* [AIM OF THE TASK] Reproduce the listing verbatim.

* [DATA IN THIS EXERCISE]

BEGIN

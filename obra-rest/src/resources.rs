//! One handle per API collection.
//!
//! | handle                 | path                | key  | methods                      |
//! |------------------------|---------------------|------|------------------------------|
//! | `projects()`           | `projects/`         | slug | CRUD                         |
//! | `categories()`         | `categories/`       | id   | CRUD                         |
//! | `services()`           | `company/services/` | id   | CRUD                         |
//! | `clients()`            | `company/clients/`  | id   | CRUD                         |
//! | `messages()`           | `contact/messages/` | id   | find, get, create, `is_read` |
//! | `company_info()`       | `company/info/`     | -    | get, patch                   |
//! | `about()`              | `company/about/`    | -    | get, patch                   |

use std::marker::PhantomData;

use anyhow::Result;
use async_trait::async_trait;
use obra_core::{
    ListQuery, ObraError, ObraResource, Page, RequestBody, ResourceCapabilities, ResourceMethod,
};
use serde::de::DeserializeOwned;
use serde_json::json;
use tracing::instrument;

use crate::client::ApiClient;
use crate::models::{
    AboutUs, Category, ClientLogo, CompanyInfo, ContactMessage, ContactMessageRequest, Project, ProjectStatus,
    Service,
};

fn method_name(method: &ResourceMethod) -> &'static str {
    match method {
        ResourceMethod::Find => "find",
        ResourceMethod::Get => "get",
        ResourceMethod::Create => "create",
        ResourceMethod::Patch => "patch",
        ResourceMethod::Remove => "remove",
        ResourceMethod::Custom(name) => *name,
    }
}

/// A keyed REST collection.
pub struct Collection<R> {
    client: ApiClient,
    path: &'static str,
    capabilities: ResourceCapabilities,
    patch_fields: Option<&'static [&'static str]>,
    _record: PhantomData<fn() -> R>,
}

impl<R> Collection<R> {
    pub fn new(client: ApiClient, path: &'static str) -> Self {
        Self {
            client,
            path,
            capabilities: ResourceCapabilities::standard_crud(),
            patch_fields: None,
            _record: PhantomData,
        }
    }

    pub fn with_capabilities(mut self, capabilities: ResourceCapabilities) -> Self {
        self.capabilities = capabilities;
        self
    }

    /// Restrict JSON patches to these keys.
    pub fn with_patch_fields(mut self, fields: &'static [&'static str]) -> Self {
        self.patch_fields = Some(fields);
        self
    }

    fn ensure(&self, method: ResourceMethod) -> Result<()> {
        if self.capabilities.allows(&method) {
            Ok(())
        } else {
            Err(ObraError::method_not_allowed(format!(
                "{} does not support {}",
                self.path,
                method_name(&method)
            ))
            .into_anyhow())
        }
    }

    fn item_path(&self, id: &str) -> String {
        format!("{}{}/", self.path, id.trim_matches('/'))
    }

    fn check_patch_body(&self, body: &RequestBody) -> Result<()> {
        let Some(allowed) = self.patch_fields else {
            return Ok(());
        };
        let names: Vec<String> = match body {
            RequestBody::Json(value) => value
                .as_object()
                .map(|map| map.keys().cloned().collect())
                .unwrap_or_default(),
            RequestBody::Multipart(payload) => payload.parts().iter().map(|p| p.name.clone()).collect(),
        };
        match names.iter().find(|name| !allowed.contains(&name.as_str())) {
            Some(name) => Err(ObraError::bad_request(format!("{} cannot patch '{}'", self.path, name)).into_anyhow()),
            None => Ok(()),
        }
    }
}

#[async_trait]
impl<R> ObraResource<R> for Collection<R>
where
    R: DeserializeOwned + Send + Sync + 'static,
{
    fn path(&self) -> &str {
        self.path
    }

    fn capabilities(&self) -> ResourceCapabilities {
        self.capabilities.clone()
    }

    #[instrument(skip(self, query), fields(path = self.path))]
    async fn find(&self, query: &ListQuery) -> Result<Page<R>> {
        self.ensure(ResourceMethod::Find)?;
        self.client.list(self.path, query).await
    }

    async fn get(&self, id: &str) -> Result<R> {
        self.ensure(ResourceMethod::Get)?;
        self.client.get(&self.item_path(id)).await
    }

    #[instrument(skip(self, body), fields(path = self.path))]
    async fn create(&self, body: RequestBody) -> Result<R> {
        self.ensure(ResourceMethod::Create)?;
        self.client.post(self.path, body).await
    }

    #[instrument(skip(self, body), fields(path = self.path))]
    async fn patch(&self, id: Option<&str>, body: RequestBody) -> Result<R> {
        self.ensure(ResourceMethod::Patch)?;
        let Some(id) = id else {
            return Err(ObraError::bad_request(format!("{} needs a record key to patch", self.path)).into_anyhow());
        };
        self.check_patch_body(&body)?;
        self.client.patch(&self.item_path(id), body).await
    }

    #[instrument(skip(self), fields(path = self.path))]
    async fn remove(&self, id: &str) -> Result<()> {
        self.ensure(ResourceMethod::Remove)?;
        self.client.delete(&self.item_path(id)).await
    }
}

impl Collection<ContactMessage> {
    /// Public contact form submission.
    pub async fn send_message(&self, message: &ContactMessageRequest) -> Result<ContactMessage> {
        self.create(RequestBody::Json(serde_json::to_value(message)?)).await
    }

    pub async fn mark_read(&self, id: u64, is_read: bool) -> Result<ContactMessage> {
        self.patch(Some(&id.to_string()), RequestBody::Json(json!({ "is_read": is_read })))
            .await
    }
}

impl Collection<Project> {
    pub async fn find_filtered(
        &self,
        query: ListQuery,
        category: Option<u64>,
        status: Option<ProjectStatus>,
        featured: Option<bool>,
    ) -> Result<Page<Project>> {
        let query = Project::filters(category, status, featured)
            .into_iter()
            .fold(query, |q, (key, value)| q.filter(key, value));
        self.find(&query).await
    }
}

/// An endpoint with exactly one record (`company/info/`).
pub struct Singleton<R> {
    client: ApiClient,
    path: &'static str,
    _record: PhantomData<fn() -> R>,
}

impl<R> Singleton<R> {
    pub fn new(client: ApiClient, path: &'static str) -> Self {
        Self {
            client,
            path,
            _record: PhantomData,
        }
    }
}

#[async_trait]
impl<R> ObraResource<R> for Singleton<R>
where
    R: DeserializeOwned + Send + Sync + 'static,
{
    fn path(&self) -> &str {
        self.path
    }

    fn capabilities(&self) -> ResourceCapabilities {
        ResourceCapabilities::singleton()
    }

    /// The id is ignored.
    async fn get(&self, _id: &str) -> Result<R> {
        self.client.get(self.path).await
    }

    #[instrument(skip(self, _id, body), fields(path = self.path))]
    async fn patch(&self, _id: Option<&str>, body: RequestBody) -> Result<R> {
        self.client.patch(self.path, body).await
    }
}

impl<R> Singleton<R>
where
    R: DeserializeOwned + Send + Sync + 'static,
{
    pub async fn load(&self) -> Result<R> {
        self.get("").await
    }
}

impl ApiClient {
    pub fn projects(&self) -> Collection<Project> {
        Collection::new(self.clone(), "projects/")
    }

    pub fn categories(&self) -> Collection<Category> {
        Collection::new(self.clone(), "categories/")
    }

    pub fn services(&self) -> Collection<Service> {
        Collection::new(self.clone(), "company/services/")
    }

    pub fn clients(&self) -> Collection<ClientLogo> {
        Collection::new(self.clone(), "company/clients/")
    }

    pub fn messages(&self) -> Collection<ContactMessage> {
        use ResourceMethod::*;
        Collection::new(self.clone(), "contact/messages/")
            .with_capabilities(ResourceCapabilities::from_methods(vec![Find, Get, Create, Patch]))
            .with_patch_fields(&["is_read"])
    }

    pub fn company_info(&self) -> Singleton<CompanyInfo> {
        Singleton::new(self.clone(), "company/info/")
    }

    pub fn about(&self) -> Singleton<AboutUs> {
        Singleton::new(self.clone(), "company/about/")
    }
}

END

* [OUTPUT OF THE TASK]
filename obra-rest/src/resources.rs
//! One handle per API collection.
//!
//! | handle                 | path                | key  | methods                      |
//! |------------------------|---------------------|------|------------------------------|
//! | `projects()`           | `projects/`         | slug | CRUD                         |
//! | `categories()`         | `categories/`       | id   | CRUD                         |
//! | `services()`           | `company/services/` | id   | CRUD                         |
//! | `clients()`            | `company/clients/`  | id   | CRUD                         |
//! | `messages()`           | `contact/messages/` | id   | find, get, create, `is_read` |
//! | `company_info()`       | `company/info/`     | -    | get, patch                   |
//! | `about()`              | `company/about/`    | -    | get, patch                   |

use std::marker::PhantomData;

use anyhow::Result;
use async_trait::async_trait;
use obra_core::{
    ListQuery, ObraError, ObraResource, Page, RequestBody, ResourceCapabilities, ResourceMethod,
};
use serde::de::DeserializeOwned;
use serde_json::json;
use tracing::instrument;

use crate::client::ApiClient;
use crate::models::{
    AboutUs, Category, ClientLogo, CompanyInfo, ContactMessage, ContactMessageRequest, Project, ProjectStatus,
    Service,
};

fn method_name(method: &ResourceMethod) -> &'static str {
    match method {
        ResourceMethod::Find => "find",
        ResourceMethod::Get => "get",
        ResourceMethod::Create => "create",
        ResourceMethod::Patch => "patch",
        ResourceMethod::Remove => "remove",
        ResourceMethod::Custom(name) => *name,
    }
}

/// A keyed REST collection.
pub struct Collection<R> {
    client: ApiClient,
    path: &'static str,
    capabilities: ResourceCapabilities,
    patch_fields: Option<&'static [&'static str]>,
    _record: PhantomData<fn() -> R>,
}

impl<R> Collection<R> {
    pub fn new(client: ApiClient, path: &'static str) -> Self {
        Self {
            client,
            path,
            capabilities: ResourceCapabilities::standard_crud(),
            patch_fields: None,
            _record: PhantomData,
        }
    }

    pub fn with_capabilities(mut self, capabilities: ResourceCapabilities) -> Self {
        self.capabilities = capabilities;
        self
    }

    /// Restrict JSON patches to these keys.
    pub fn with_patch_fields(mut self, fields: &'static [&'static str]) -> Self {
        self.patch_fields = Some(fields);
        self
    }

    fn ensure(&self, method: ResourceMethod) -> Result<()> {
        if self.capabilities.allows(&method) {
            Ok(())
        } else {
            Err(ObraError::method_not_allowed(format!(
                "{} does not support {}",
                self.path,
                method_name(&method)
            ))
            .into_anyhow())
        }
    }

    fn item_path(&self, id: &str) -> String {
        format!("{}{}/", self.path, id.trim_matches('/'))
    }

    fn check_patch_body(&self, body: &RequestBody) -> Result<()> {
        let Some(allowed) = self.patch_fields else {
            return Ok(());
        };
        let names: Vec<String> = match body {
            RequestBody::Json(value) => value
                .as_object()
                .map(|map| map.keys().cloned().collect())
                .unwrap_or_default(),
            RequestBody::Multipart(payload) => payload.parts().iter().map(|p| p.name.clone()).collect(),
        };
        match names.iter().find(|name| !allowed.contains(&name.as_str())) {
            Some(name) => Err(ObraError::bad_request(format!("{} cannot patch '{}'", self.path, name)).into_anyhow()),
            None => Ok(()),
        }
    }
}

#[async_trait]
impl<R> ObraResource<R> for Collection<R>
where
    R: DeserializeOwned + Send + Sync + 'static,
{
    fn path(&self) -> &str {
        self.path
    }

    fn capabilities(&self) -> ResourceCapabilities {
        self.capabilities.clone()
    }

    #[instrument(skip(self, query), fields(path = self.path))]
    async fn find(&self, query: &ListQuery) -> Result<Page<R>> {
        self.ensure(ResourceMethod::Find)?;
        self.client.list(self.path, query).await
    }

    async fn get(&self, id: &str) -> Result<R> {
        self.ensure(ResourceMethod::Get)?;
        self.client.get(&self.item_path(id)).await
    }

    #[instrument(skip(self, body), fields(path = self.path))]
    async fn create(&self, body: RequestBody) -> Result<R> {
        self.ensure(ResourceMethod::Create)?;
        self.client.post(self.path, body).await
    }

    #[instrument(skip(self, body), fields(path = self.path))]
    async fn patch(&self, id: Option<&str>, body: RequestBody) -> Result<R> {
        self.ensure(ResourceMethod::Patch)?;
        let Some(id) = id else {
            return Err(ObraError::bad_request(format!("{} needs a record key to patch", self.path)).into_anyhow());
        };
        self.check_patch_body(&body)?;
        self.client.patch(&self.item_path(id), body).await
    }

    #[instrument(skip(self), fields(path = self.path))]
    async fn remove(&self, id: &str) -> Result<()> {
        self.ensure(ResourceMethod::Remove)?;
        self.client.delete(&self.item_path(id)).await
    }
}

impl Collection<ContactMessage> {
    /// Public contact form submission.
    pub async fn send_message(&self, message: &ContactMessageRequest) -> Result<ContactMessage> {
        self.create(RequestBody::Json(serde_json::to_value(message)?)).await
    }

    pub async fn mark_read(&self, id: u64, is_read: bool) -> Result<ContactMessage> {
        self.patch(Some(&id.to_string()), RequestBody::Json(json!({ "is_read": is_read })))
            .await
    }
}

impl Collection<Project> {
    pub async fn find_filtered(
        &self,
        query: ListQuery,
        category: Option<u64>,
        status: Option<ProjectStatus>,
        featured: Option<bool>,
    ) -> Result<Page<Project>> {
        let query = Project::filters(category, status, featured)
            .into_iter()
            .fold(query, |q, (key, value)| q.filter(key, value));
        self.find(&query).await
    }
}

/// An endpoint with exactly one record (`company/info/`).
pub struct Singleton<R> {
    client: ApiClient,
    path: &'static str,
    _record: PhantomData<fn() -> R>,
}

impl<R> Singleton<R> {
    pub fn new(client: ApiClient, path: &'static str) -> Self {
        Self {
            client,
            path,
            _record: PhantomData,
        }
    }
}

#[async_trait]
impl<R> ObraResource<R> for Singleton<R>
where
    R: DeserializeOwned + Send + Sync + 'static,
{
    fn path(&self) -> &str {
        self.path
    }

    fn capabilities(&self) -> ResourceCapabilities {
        ResourceCapabilities::singleton()
    }

    /// The id is ignored.
    async fn get(&self, _id: &str) -> Result<R> {
        self.client.get(self.path).await
    }

    #[instrument(skip(self, _id, body), fields(path = self.path))]
    async fn patch(&self, _id: Option<&str>, body: RequestBody) -> Result<R> {
        self.client.patch(self.path, body).await
    }
}

impl<R> Singleton<R>
where
    R: DeserializeOwned + Send + Sync + 'static,
{
    pub async fn load(&self) -> Result<R> {
        self.get("").await
    }
}

impl ApiClient {
    pub fn projects(&self) -> Collection<Project> {
        Collection::new(self.clone(), "projects/")
    }

    pub fn categories(&self) -> Collection<Category> {
        Collection::new(self.clone(), "categories/")
    }

    pub fn services(&self) -> Collection<Service> {
        Collection::new(self.clone(), "company/services/")
    }

    pub fn clients(&self) -> Collection<ClientLogo> {
        Collection::new(self.clone(), "company/clients/")
    }

    pub fn messages(&self) -> Collection<ContactMessage> {
        use ResourceMethod::*;
        Collection::new(self.clone(), "contact/messages/")
            .with_capabilities(ResourceCapabilities::from_methods(vec![Find, Get, Create, Patch]))
            .with_patch_fields(&["is_read"])
    }

    pub fn company_info(&self) -> Singleton<CompanyInfo> {
        Singleton::new(self.clone(), "company/info/")
    }

    pub fn about(&self) -> Singleton<AboutUs> {
        Singleton::new(self.clone(), "company/about/")
    }
}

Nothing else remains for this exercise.